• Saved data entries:
•••
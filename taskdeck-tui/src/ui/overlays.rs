//! Overlay widgets — welcome panel and the key/value dialog.

use ratatui::layout::Rect;
use ratatui::text::{Line, Span};
use ratatui::widgets::{Block, Borders, Clear, Paragraph, Wrap};
use ratatui::Frame;

use crate::dialog::OverlayDialog;
use crate::theme;
use crate::ui::centered_rect;

/// First-run welcome overlay.
pub fn render_welcome(f: &mut Frame, area: Rect) {
    let popup = centered_rect(60, 40, area);
    f.render_widget(Clear, popup);

    let block = Block::default()
        .borders(Borders::ALL)
        .border_style(theme::accent())
        .title(" Welcome to TaskDeck ")
        .title_style(theme::accent_bold());

    let text = vec![
        Line::from(""),
        Line::from(Span::styled("Getting started:", theme::accent_bold())),
        Line::from(""),
        Line::from(Span::styled(
            "  1. Switch pages with 1-4 or Tab",
            theme::muted(),
        )),
        Line::from(Span::styled(
            "  2. Press m for the quick menu",
            theme::muted(),
        )),
        Line::from(Span::styled(
            "  3. On the Table page, press Enter to verify a member",
            theme::muted(),
        )),
        Line::from(""),
        Line::from(Span::styled("Press any key to dismiss...", theme::neutral())),
    ];

    let para = Paragraph::new(text).block(block).wrap(Wrap { trim: true });
    f.render_widget(para, popup);
}

/// The overlay dialog: centered panel with a titled header carrying the
/// dismiss hint, one row per field in insertion order, and a footer dismiss
/// control. Host decor overrides the computed title/styles where set.
pub fn render_dialog(f: &mut Frame, area: Rect, dialog: &OverlayDialog) {
    let popup = centered_rect(60, 60, area);
    f.render_widget(Clear, popup);

    let block = Block::default()
        .borders(Borders::ALL)
        .border_style(dialog.decor.border_style_or(theme::accent()))
        .title(format!(" {} [Esc]close ", dialog.decor.title_or(&dialog.title)))
        .title_style(dialog.decor.title_style_or(theme::accent_bold()));

    let inner = block.inner(popup);
    f.render_widget(block, popup);

    let mut lines: Vec<Line> = Vec::new();
    lines.push(Line::from(""));
    for field in &dialog.fields {
        lines.push(Line::from(vec![
            Span::styled(format!("  {:>12}: ", field.label), theme::muted()),
            Span::styled(field.value.clone(), theme::accent()),
        ]));
    }
    lines.push(Line::from(""));
    lines.push(Line::from(Span::styled("  [Enter] Close", theme::muted())));

    f.render_widget(Paragraph::new(lines), inner);
}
•••
• ASSIGNED TASK: What is needed is every line of the records that contains the word "field".

• ANSWER BELOW:
/// dismiss hint, one row per field in insertion order, and a footer dismiss
    for field in &dialog.fields {
            Span::styled(format!("  {:>12}: ", field.label), theme::muted()),
            Span::styled(field.value.clone(), theme::accent()),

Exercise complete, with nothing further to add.